Missing non-compliant food. It’s ONLY been 7 days which makes this feel a bit ridiculous but I miss knowing I can choose to eat a burger with fries or a chocolate chip cookie if I wanted to. I rarely choose to eat cookies but know that I know I can’t for the next 21 days, psychologically, I feel like I’m missing it. I do really miss beer – it’s only been 7 days but with the winter storm, an afternoon of skiing and the Broncos game last night, I really missed drinking a beer during/after these things. (To be fair, my body feels better that I *didn’t* drink a beer during these things so I guess that means it’s working!)

One day at a time. Right now, 21 days feels really, really far in the future but I know it will pass quickly. My mentality is to plan to be Whole30 compliant for today and only today…for the next 21 days.
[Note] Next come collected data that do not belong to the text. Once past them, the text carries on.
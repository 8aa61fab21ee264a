use crate::api::delete_comment;
use crate::components::{error_message, CommentComposer, ReportButton, VoteButtons};
use leptos::prelude::*;
use leptos::task::spawn_local;
use neighborly_app::domain::{Comment, CommentTree, ContentRef, VoteTarget, Viewer};
use neighborly_app::session::{OptimisticVotes, ThreadRow, ThreadView};
use uuid::Uuid;

const INDENT_REM: usize = 2;

/// Nested comments under a need. Collapse state lives in `thread` so it
/// survives a refetch of `comments`.
#[component]
pub fn CommentThread(
    need_id: Uuid,
    comments: Vec<Comment>,
    viewer: Viewer,
    votes: RwSignal<OptimisticVotes>,
    thread: RwSignal<ThreadView>,
    /// Called after a reply or delete so the caller can refetch.
    on_change: Callback<()>,
) -> impl IntoView {
    let tree = CommentTree::build(&comments);
    thread.update_untracked(|t| t.retain(&tree));

    let total = tree.len();
    let tree = StoredValue::new(tree);
    let replying_to = RwSignal::new(None::<Uuid>);
    let error = RwSignal::new(None::<String>);

    let rows = move || {
        thread.with(|t| votes.with(|v| tree.with_value(|tree| t.render(tree, &viewer, v))))
    };

    let remove = move |id: Uuid| {
        spawn_local(async move {
            match delete_comment(id).await {
                Ok(()) => {
                    error.set(None);
                    on_change.run(());
                }
                Err(e) => error.set(Some(error_message(&e))),
            }
        });
    };

    view! {
        <section class="thread">
            <div class="thread__header">
                <h3 class="thread__title">{format!("Comments ({total})")}</h3>
                <button class="thread__expand" on:click=move |_| thread.update(ThreadView::expand_all)>
                    "Expand all"
                </button>
            </div>
            {move || error.get().map(|message| view! { <p class="thread__error">{message}</p> })}
            {move || {
                if total == 0 {
                    return view! { <p class="thread__empty">"No comments yet."</p> }.into_any();
                }
                rows()
                    .into_iter()
                    .map(|row| view! {
                        <CommentRow
                            row=row
                            need_id=need_id
                            votes=votes
                            thread=thread
                            replying_to=replying_to
                            on_delete=Callback::new(remove)
                            on_change=on_change
                        />
                    })
                    .collect_view()
                    .into_any()
            }}
        </section>
    }
}

#[component]
fn CommentRow(
    row: ThreadRow,
    need_id: Uuid,
    votes: RwSignal<OptimisticVotes>,
    thread: RwSignal<ThreadView>,
    replying_to: RwSignal<Option<Uuid>>,
    on_delete: Callback<Uuid>,
    on_change: Callback<()>,
) -> impl IntoView {
    let id = row.comment.id;
    let hidden = row.hidden_label();
    let has_replies = row.reply_count > 0;
    let posted = row.comment.created_at.format("%b %-d, %H:%M").to_string();
    let actions = row.actions;
    let collapsed = row.collapsed;
    let fallback = row.comment.counts();

    let on_posted = Callback::new(move |_: Comment| {
        replying_to.set(None);
        on_change.run(());
    });

    view! {
        <article class="comment" style=format!("margin-left: {}rem", row.indent * INDENT_REM)>
            <div class="comment__meta">
                {has_replies.then(|| view! {
                    <button class="comment__toggle" on:click=move |_| thread.update(|t| t.toggle(id))>
                        {if collapsed { "[+]" } else { "[-]" }}
                    </button>
                })}
                <time class="comment__time">{posted}</time>
            </div>
            {row.body().map(|body| view! { <p class="comment__body">{body.to_string()}</p> })}
            {(!collapsed).then(|| view! {
                <div class="comment__actions">
                    <VoteButtons target=VoteTarget::Comment(id) fallback=fallback votes=votes/>
                    {actions.can_reply.then(|| view! {
                        <button class="comment__reply" on:click=move |_| {
                            replying_to.update(|r| *r = if *r == Some(id) { None } else { Some(id) })
                        }>
                            "Reply"
                        </button>
                    })}
                    {actions.can_delete.then(|| view! {
                        <button class="comment__delete" on:click=move |_| on_delete.run(id)>"Delete"</button>
                    })}
                    <ReportButton target=ContentRef::Comment(id)/>
                </div>
            })}
            {hidden.map(|label| view! { <p class="comment__hidden">{label}</p> })}
            {move || (!collapsed && replying_to.get() == Some(id)).then(|| view! {
                <CommentComposer need_id=need_id parent_id=id on_posted=on_posted/>
            })}
        </article>
    }
}
mod app_error;

pub use app_error::AppError;
use axum::body::Body;
use axum::http::{header, Method, Request, Response, StatusCode};
use axum::Router;
use neighborly_app::domain::Role;
use neighborly_app::infrastructure::{DataBackend, MemoryBackend};
use neighborly_app::{AppConfig, AppContext};
use serde_json::Value;
use std::sync::Arc;
use tower::ServiceExt;
use tower_sessions::{MemoryStore, SessionManagerLayer};
use uuid::Uuid;

pub struct TestServer {
    pub router: Router,
    pub ctx: AppContext,
}

pub async fn server(allow_dev_login: bool) -> TestServer {
    server_with(AppConfig {
        allow_dev_login,
        ..AppConfig::default()
    })
}

pub fn server_with(config: AppConfig) -> TestServer {
    let ctx = AppContext::new(config, Arc::new(MemoryBackend::new()));
    let router = crate::rest::router()
        .merge(crate::auth::router())
        .layer(SessionManagerLayer::new(MemoryStore::default()))
        .with_state(ctx.clone());

    TestServer { router, ctx }
}

pub async fn send(
    router: &Router,
    method: Method,
    uri: &str,
    body: Option<Value>,
    cookie: Option<&str>,
) -> Response<Body> {
    let mut builder = Request::builder().method(method).uri(uri);
    if let Some(cookie) = cookie {
        builder = builder.header(header::COOKIE, cookie);
    }
    let request = match body {
        Some(json) => builder
            .header(header::CONTENT_TYPE, "application/json")
            .body(Body::from(json.to_string())),
        None => builder.body(Body::empty()),
    }
    .unwrap();

    router.clone().oneshot(request).await.unwrap()
}

pub async fn body_json(response: Response<Body>) -> Value {
    let bytes = axum::body::to_bytes(response.into_body(), usize::MAX).await.unwrap();
    serde_json::from_slice(&bytes).unwrap()
}

impl TestServer {
    pub async fn dev_login(&self, name: &str) -> Response<Body> {
        let request = Request::builder()
            .method(Method::POST)
            .uri("/auth/dev-login")
            .header(header::CONTENT_TYPE, "application/x-www-form-urlencoded")
            .body(Body::from(format!("name={name}")))
            .unwrap();
        self.router.clone().oneshot(request).await.unwrap()
    }

    /// Signs in a fresh user with `role` and returns the session cookie.
    pub async fn sign_in(&self, name: &str, role: Role) -> String {
        let response = self.dev_login(name).await;
        assert_eq!(response.status(), StatusCode::SEE_OTHER);
        let cookie = response
            .headers()
            .get(header::SET_COOKIE)
            .unwrap()
            .to_str()
            .unwrap()
            .split(';')
            .next()
            .unwrap()
            .to_string();

        let me = body_json(send(&self.router, Method::GET, "/auth/me", None, Some(&cookie)).await).await;
        let id: Uuid = serde_json::from_value(me["user"]["id"].clone()).unwrap();
        if role != Role::Member {
            let user = self.ctx.backend.find_user(id).await.unwrap().unwrap();
            self.ctx.backend.upsert_user(user.with_role(role)).await.unwrap();
        }
        cookie
    }
}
After skiing yesterday, I was really grumbly about not being able to warm up with a burger and a beer after I was done (it’s practically tradition!). But instead, I went back to my car and ate a banana I’d brought for the ride home. Womp womp. But I’d told myself in the morning to make Whole30 choices that day and that day only. I have pretty strong willpower but in situations where I’d rather not eat Whole30, I remind myself it’s just for today.

So! 1 week down, 3 more to go. According to the timeline, day 10-11 are days people feel most like quitting (that was me, yesterday) but I’m committed for the long haul. And I’ve got a delicious pork loin cooking in the Crockpot so Day 8 will be a breeze. Onward and upward!